§ **WHAT NEEDS TO BE DONE**: Collect all lines containing the word "expected" from the data.

§ **DATA FOR THE TASK**:
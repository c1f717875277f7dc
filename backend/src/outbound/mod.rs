//! Outbound adapters implementing domain ports.
//!
//! - **google**: Google Maps Platform gateway over `reqwest`
//! - **cache**: in-process and Redis cache stores
//! - **persistence**: PostgreSQL city store and bundle repository
//! - **memory**: in-process city store and bundle repository
//!
//! Adapters translate between domain types and infrastructure
//! representations. They contain no business logic.

pub mod cache;
pub mod google;
pub mod memory;
pub mod persistence;
//! Behaviour tests for end-to-end site analysis.
//!
//! Scenarios drive the service through scripted provider doubles and
//! in-process stores, so no network or database is required.

use std::cell::RefCell;
use std::sync::Arc;

use geo_analysis::domain::ports::CacheStore;
use geo_analysis::domain::{
    AnalysisBundle, AnalysisRequestInput, Branch, BranchStatus, ErrorCode, FacilityCategory,
    RouteTier, SiteAnalysisConfig, SiteAnalysisPorts, SiteAnalysisService,
};
use geo_analysis::outbound::cache::InMemoryCacheStore;
use geo_analysis::outbound::memory::{InMemoryBundleRepository, InMemoryCityStore};
use geo_analysis::test_support::{
    GatewayCalls, MutableClock, ScriptedGeoGateway, colombo_places, fixed_instant,
};
use rstest::fixture;
use rstest_bdd_macros::{given, scenario, then, when};
use tokio::runtime::Runtime;

struct SiteAnalysisWorld {
    runtime: Runtime,
    gateway: RefCell<Option<Arc<ScriptedGeoGateway>>>,
    service: RefCell<Option<SiteAnalysisService>>,
    calls_before_last: RefCell<GatewayCalls>,
    outcome: RefCell<Option<Result<AnalysisBundle, ErrorCode>>>,
}

impl SiteAnalysisWorld {
    fn new() -> Self {
        Self {
            runtime: Runtime::new().expect("create runtime"),
            gateway: RefCell::new(None),
            service: RefCell::new(None),
            calls_before_last: RefCell::new(GatewayCalls::default()),
            outcome: RefCell::new(None),
        }
    }

    fn setup(&self, cities: InMemoryCityStore) {
        let gateway = Arc::new(ScriptedGeoGateway::new().with_places(colombo_places()));
        let clock = Arc::new(MutableClock::new(fixed_instant()));
        let cache: Arc<dyn CacheStore> = Arc::new(InMemoryCacheStore::new(clock.clone()));
        let ports = SiteAnalysisPorts {
            gateway: gateway.clone(),
            cache,
            city_store: Arc::new(cities),
            repository: Arc::new(InMemoryBundleRepository::new()),
        };
        let service = SiteAnalysisService::new(ports, clock, SiteAnalysisConfig::default())
            .expect("default configuration is valid");
        self.gateway.replace(Some(gateway));
        self.service.replace(Some(service));
    }

    fn gateway(&self) -> Arc<ScriptedGeoGateway> {
        self.gateway
            .borrow()
            .as_ref()
            .map(Arc::clone)
            .expect("service should be set up")
    }

    fn analyse(&self, input: &AnalysisRequestInput) {
        let service = self
            .service
            .borrow()
            .clone()
            .expect("service should be set up");
        self.calls_before_last.replace(self.gateway().calls());
        let outcome = self
            .runtime
            .block_on(service.analyse(input))
            .map_err(|error| error.code());
        self.outcome.replace(Some(outcome));
    }

    fn with_bundle<F>(&self, f: F)
    where
        F: FnOnce(&AnalysisBundle),
    {
        let outcome = self.outcome.borrow();
        let bundle = outcome
            .as_ref()
            .expect("an analysis should have run")
            .as_ref()
            .expect("expected the analysis to succeed");
        f(bundle);
    }
}

fn colombo_schools_and_hospitals() -> AnalysisRequestInput {
    AnalysisRequestInput::at(6.9271, 79.8612)
        .with_radius(5_000)
        .with_categories(["school", "hospital"])
}

#[fixture]
fn world() -> SiteAnalysisWorld {
    SiteAnalysisWorld::new()
}

#[given("a site analysis service with Colombo facilities")]
fn a_site_analysis_service_with_colombo_facilities(world: &SiteAnalysisWorld) {
    world.setup(InMemoryCityStore::spatial());
}

#[given("a site analysis service with an empty city table")]
fn a_site_analysis_service_with_an_empty_city_table(world: &SiteAnalysisWorld) {
    world.setup(InMemoryCityStore::scan_only());
}

#[given("the provider is offline")]
fn the_provider_is_offline(world: &SiteAnalysisWorld) {
    world.gateway().go_offline();
}

#[when("the Colombo site is analysed for schools and hospitals")]
fn the_colombo_site_is_analysed(world: &SiteAnalysisWorld) {
    world.analyse(&colombo_schools_and_hospitals());
}

#[when("the Colombo site is analysed for schools and hospitals again")]
fn the_colombo_site_is_analysed_again(world: &SiteAnalysisWorld) {
    world.analyse(&colombo_schools_and_hospitals());
}

#[when("a site in London is analysed")]
fn a_site_in_london_is_analysed(world: &SiteAnalysisWorld) {
    world.analyse(&AnalysisRequestInput::at(51.5074, -0.1278));
}

#[then("no section is degraded")]
fn no_section_is_degraded(world: &SiteAnalysisWorld) {
    world.with_bundle(|bundle| {
        assert!(
            bundle.degraded_branches().is_empty(),
            "degraded: {:?}",
            bundle.statuses
        );
    });
}

#[then("the facilities are limited to schools and hospitals")]
fn the_facilities_are_limited(world: &SiteAnalysisWorld) {
    world.with_bundle(|bundle| {
        assert!(!bundle.pois.is_empty());
        assert!(bundle.pois.iter().all(|poi| matches!(
            poi.category,
            FacilityCategory::School | FacilityCategory::Hospital
        )));
    });
}

#[then("the nearest city is Colombo")]
fn the_nearest_city_is_colombo(world: &SiteAnalysisWorld) {
    world.with_bundle(|bundle| {
        let nearest = bundle.nearby_cities.first().expect("a nearby city");
        assert_eq!(nearest.name, "Colombo");
        assert!(nearest.distance_km < 0.01);
    });
}

#[then("the bundle is flagged as cached")]
fn the_bundle_is_flagged_as_cached(world: &SiteAnalysisWorld) {
    world.with_bundle(|bundle| {
        assert!(bundle.cached);
        assert_eq!(bundle.upstream_calls.total(), 0);
    });
}

#[then("the second analysis made no provider calls")]
fn the_second_analysis_made_no_provider_calls(world: &SiteAnalysisWorld) {
    let before = *world.calls_before_last.borrow();
    assert_eq!(world.gateway().calls(), before);
}

#[then("every route is a great-circle estimate")]
fn every_route_is_an_estimate(world: &SiteAnalysisWorld) {
    world.with_bundle(|bundle| {
        assert!(!bundle.routes.is_empty());
        assert!(
            bundle
                .routes
                .iter()
                .all(|route| route.source_tier == RouteTier::Estimated)
        );
    });
}

#[then("the address section is marked as fallback")]
fn the_address_section_is_marked_as_fallback(world: &SiteAnalysisWorld) {
    world.with_bundle(|bundle| {
        assert_eq!(bundle.status(Branch::Address), Some(BranchStatus::Fallback));
        assert!(bundle.address.is_stub);
    });
}

#[then("the request is rejected as invalid input")]
fn the_request_is_rejected(world: &SiteAnalysisWorld) {
    let outcome = world.outcome.borrow();
    let code = outcome
        .as_ref()
        .expect("an analysis should have run")
        .as_ref()
        .expect_err("expected the analysis to be rejected");
    assert_eq!(*code, ErrorCode::InvalidInput);
}

#[then("no provider calls were made")]
fn no_provider_calls_were_made(world: &SiteAnalysisWorld) {
    assert_eq!(world.gateway().calls().total(), 0);
}

#[then("nearby cities are reported")]
fn nearby_cities_are_reported(world: &SiteAnalysisWorld) {
    world.with_bundle(|bundle| assert!(!bundle.nearby_cities.is_empty()));
}

#[scenario(
    path = "tests/features/site_analysis.feature",
    name = "Analysing a Colombo site fills every section"
)]
fn analysing_a_colombo_site_fills_every_section(world: SiteAnalysisWorld) {
    drop(world);
}

#[scenario(
    path = "tests/features/site_analysis.feature",
    name = "A repeated analysis is served from the cache"
)]
fn a_repeated_analysis_is_served_from_the_cache(world: SiteAnalysisWorld) {
    drop(world);
}

#[scenario(
    path = "tests/features/site_analysis.feature",
    name = "A provider outage degrades sections without failing"
)]
fn a_provider_outage_degrades_sections(world: SiteAnalysisWorld) {
    drop(world);
}

#[scenario(
    path = "tests/features/site_analysis.feature",
    name = "Sites outside the operating box are rejected"
)]
fn sites_outside_the_operating_box_are_rejected(world: SiteAnalysisWorld) {
    drop(world);
}

#[scenario(
    path = "tests/features/site_analysis.feature",
    name = "An empty city table is seeded on first use"
)]
fn an_empty_city_table_is_seeded_on_first_use(world: SiteAnalysisWorld) {
    drop(world);
}
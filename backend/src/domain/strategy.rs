//! Strategy presets that parameterise a single orchestrator.
//!
//! A strategy fixes the radius ladder, category grouping, result limits,
//! reference routes, imagery views, and cache lifetimes. It is chosen when
//! the service is built and never changes per request.

use std::str::FromStr;
use std::time::Duration;

use serde::{Deserialize, Serialize};

use super::category::{CategoryGrouping, FacilityCategory};
use super::imagery::ImageryView;
use super::ports::CacheCategory;
use super::Coordinate;

const HOUR: Duration = Duration::from_secs(60 * 60);

/// Named strategy preset.
#[derive(Debug, Clone, Copy, Default, PartialEq, Eq, Hash, Serialize, Deserialize)]
#[serde(rename_all = "snake_case")]
pub enum StrategyKind {
    /// Fewest provider calls.
    CostMinimizing,
    #[default]
    Balanced,
    /// Widest coverage.
    Comprehensive,
}

impl StrategyKind {
    /// Snake-case identifier.
    pub const fn as_str(self) -> &'static str {
        match self {
            Self::CostMinimizing => "cost_minimizing",
            Self::Balanced => "balanced",
            Self::Comprehensive => "comprehensive",
        }
    }
}

impl std::fmt::Display for StrategyKind {
    fn fmt(&self, f: &mut std::fmt::Formatter<'_>) -> std::fmt::Result {
        f.write_str(self.as_str())
    }
}

/// Raised for unrecognised strategy names.
#[derive(Debug, Clone, PartialEq, Eq, thiserror::Error)]
#[error("unknown strategy `{0}`; expected cost_minimizing, balanced or comprehensive")]
pub struct UnknownStrategy(pub String);

impl FromStr for StrategyKind {
    type Err = UnknownStrategy;

    fn from_str(value: &str) -> Result<Self, Self::Err> {
        match value.trim().to_ascii_lowercase().replace('-', "_").as_str() {
            "cost_minimizing" => Ok(Self::CostMinimizing),
            "balanced" => Ok(Self::Balanced),
            "comprehensive" => Ok(Self::Comprehensive),
            _ => Err(UnknownStrategy(value.to_owned())),
        }
    }
}

/// Time-to-live for each cache category.
#[derive(Debug, Clone, Copy, PartialEq, Eq)]
pub struct CacheTtls {
    pub geocoding: Duration,
    pub admin_hierarchy: Duration,
    pub poi_data: Duration,
    pub imagery: Duration,
    pub routes: Duration,
}

impl CacheTtls {
    /// TTL for entries in `category`.
    pub fn for_category(&self, category: CacheCategory) -> Duration {
        match category {
            CacheCategory::Geocoding => self.geocoding,
            CacheCategory::AdminHierarchy => self.admin_hierarchy,
            CacheCategory::PoiData => self.poi_data,
            CacheCategory::Imagery => self.imagery,
            CacheCategory::Routes => self.routes,
        }
    }
}

impl Default for CacheTtls {
    fn default() -> Self {
        Self {
            geocoding: 2 * HOUR,
            admin_hierarchy: 2 * HOUR,
            poi_data: 6 * HOUR,
            imagery: 12 * HOUR,
            routes: 24 * HOUR,
        }
    }
}

/// A named origin for the site's reference routes.
#[derive(Debug, Clone, PartialEq, Serialize, Deserialize)]
pub struct ReferenceLocation {
    pub name: String,
    pub coordinate: Coordinate,
}

impl ReferenceLocation {
    fn fixed(name: &str, latitude: f64, longitude: f64) -> Self {
        Self {
            name: name.to_owned(),
            coordinate: Coordinate::from_static(latitude, longitude),
        }
    }
}

/// Colombo Fort, Kandy, and Galle, in that order.
pub fn default_reference_locations() -> Vec<ReferenceLocation> {
    vec![
        ReferenceLocation::fixed("Colombo Fort", 6.9344, 79.8428),
        ReferenceLocation::fixed("Kandy", 7.2906, 80.6337),
        ReferenceLocation::fixed("Galle", 6.0535, 80.2210),
    ]
}

/// Everything that differs between presets.
#[derive(Debug, Clone, PartialEq)]
pub struct AnalysisStrategy {
    pub kind: StrategyKind,
    /// Search radii in metres, ascending.
    pub radius_ladder_m: Vec<u32>,
    /// Stop widening once this many unique places are found.
    pub poi_threshold: usize,
    /// Truncate the POI list to this length.
    pub max_pois: usize,
    pub grouping: CategoryGrouping,
    /// Used when the request names no categories.
    pub default_categories: Vec<FacilityCategory>,
    pub ttls: CacheTtls,
    /// Route origins, truncated to the preset's route count.
    pub reference_locations: Vec<ReferenceLocation>,
    pub imagery_views: Vec<ImageryView>,
}

impl AnalysisStrategy {
    /// Preset for `kind`.
    pub fn preset(kind: StrategyKind) -> Self {
        match kind {
            StrategyKind::CostMinimizing => Self::cost_minimizing(),
            StrategyKind::Balanced => Self::balanced(),
            StrategyKind::Comprehensive => Self::comprehensive(),
        }
    }

    /// Two narrow tiers, two grouped calls, long-lived POI and imagery
    /// entries.
    pub fn cost_minimizing() -> Self {
        Self {
            kind: StrategyKind::CostMinimizing,
            radius_ladder_m: vec![2_000, 3_000],
            poi_threshold: 10,
            max_pois: 15,
            grouping: CategoryGrouping::consolidated(),
            default_categories: vec![
                FacilityCategory::School,
                FacilityCategory::Hospital,
                FacilityCategory::Police,
                FacilityCategory::Bank,
                FacilityCategory::Supermarket,
                FacilityCategory::TransitStation,
            ],
            ttls: CacheTtls {
                poi_data: 12 * HOUR,
                imagery: 24 * HOUR,
                ..CacheTtls::default()
            },
            reference_locations: take(default_reference_locations(), 1),
            imagery_views: take(ImageryView::standard_views(), 1),
        }
    }

    /// Default preset.
    pub fn balanced() -> Self {
        Self {
            kind: StrategyKind::Balanced,
            radius_ladder_m: vec![2_000, 3_000, 5_000],
            poi_threshold: 12,
            max_pois: 25,
            grouping: CategoryGrouping::standard(),
            default_categories: vec![
                FacilityCategory::School,
                FacilityCategory::University,
                FacilityCategory::Hospital,
                FacilityCategory::Pharmacy,
                FacilityCategory::Police,
                FacilityCategory::Bank,
                FacilityCategory::PostOffice,
                FacilityCategory::GovernmentOffice,
                FacilityCategory::Supermarket,
                FacilityCategory::FuelStation,
                FacilityCategory::TransitStation,
                FacilityCategory::PlaceOfWorship,
            ],
            ttls: CacheTtls::default(),
            reference_locations: take(default_reference_locations(), 2),
            imagery_views: take(ImageryView::standard_views(), 2),
        }
    }

    /// Every searchable category, all reference routes, all views.
    pub fn comprehensive() -> Self {
        Self {
            kind: StrategyKind::Comprehensive,
            poi_threshold: 15,
            default_categories: FacilityCategory::SEARCHABLE.to_vec(),
            reference_locations: default_reference_locations(),
            imagery_views: ImageryView::standard_views(),
            ..Self::balanced()
        }
    }

    /// Radii actually searched for a request of `radius_m`: the preset's
    /// tiers strictly below it, then `radius_m` itself.
    pub fn effective_ladder(&self, radius_m: u32) -> Vec<u32> {
        let mut ladder: Vec<u32> = self
            .radius_ladder_m
            .iter()
            .copied()
            .filter(|tier| *tier < radius_m)
            .collect();
        ladder.push(radius_m);
        ladder
    }
}

impl Default for AnalysisStrategy {
    fn default() -> Self {
        Self::balanced()
    }
}

fn take<T>(mut items: Vec<T>, count: usize) -> Vec<T> {
    items.truncate(count);
    items
}

#[cfg(test)]
mod tests {
    //! Preset shape and radius ladder derivation.

    use super::*;
    use crate::domain::category::CategoryCatalogue;
    use rstest::rstest;

    #[rstest]
    #[case(StrategyKind::CostMinimizing, 1, 1, 10)]
    #[case(StrategyKind::Balanced, 2, 2, 12)]
    #[case(StrategyKind::Comprehensive, 3, 3, 15)]
    fn presets_scale_with_coverage(
        #[case] kind: StrategyKind,
        #[case] routes: usize,
        #[case] views: usize,
        #[case] threshold: usize,
    ) {
        let strategy = AnalysisStrategy::preset(kind);
        assert_eq!(strategy.kind, kind);
        assert_eq!(strategy.reference_locations.len(), routes);
        assert_eq!(strategy.imagery_views.len(), views);
        assert_eq!(strategy.poi_threshold, threshold);
        assert!(CategoryCatalogue::validate(&strategy.grouping).is_ok());
    }

    #[rstest]
    #[case(5_000, vec![2_000, 3_000, 5_000])]
    #[case(2_500, vec![2_000, 2_500])]
    #[case(1_000, vec![1_000])]
    #[case(10_000, vec![2_000, 3_000, 5_000, 10_000])]
    fn ladder_ends_at_request_radius(#[case] radius: u32, #[case] expected: Vec<u32>) {
        assert_eq!(AnalysisStrategy::balanced().effective_ladder(radius), expected);
    }

    #[test]
    fn cost_minimizing_keeps_entries_longer() {
        let cheap = AnalysisStrategy::cost_minimizing().ttls;
        let balanced = AnalysisStrategy::balanced().ttls;
        assert!(cheap.poi_data > balanced.poi_data);
        assert_eq!(cheap.routes, balanced.routes);
        assert_eq!(cheap.for_category(CacheCategory::Geocoding), 2 * HOUR);
    }

    #[rstest]
    #[case("cost-minimizing", StrategyKind::CostMinimizing)]
    #[case("Balanced", StrategyKind::Balanced)]
    #[case("comprehensive", StrategyKind::Comprehensive)]
    fn parses_strategy_names(#[case] raw: &str, #[case] expected: StrategyKind) {
        assert_eq!(raw.parse::<StrategyKind>(), Ok(expected));
    }
}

§ **ANSWER BOX**:
            .expect("expected the analysis to succeed");
        .expect_err("expected the analysis to be rejected");
#[error("unknown strategy `{0}`; expected cost_minimizing, balanced or comprehensive")]
    fn ladder_ends_at_request_radius(#[case] radius: u32, #[case] expected: Vec<u32>) {
        assert_eq!(AnalysisStrategy::balanced().effective_ladder(radius), expected);
    fn parses_strategy_names(#[case] raw: &str, #[case] expected: StrategyKind) {
        assert_eq!(raw.parse::<StrategyKind>(), Ok(expected));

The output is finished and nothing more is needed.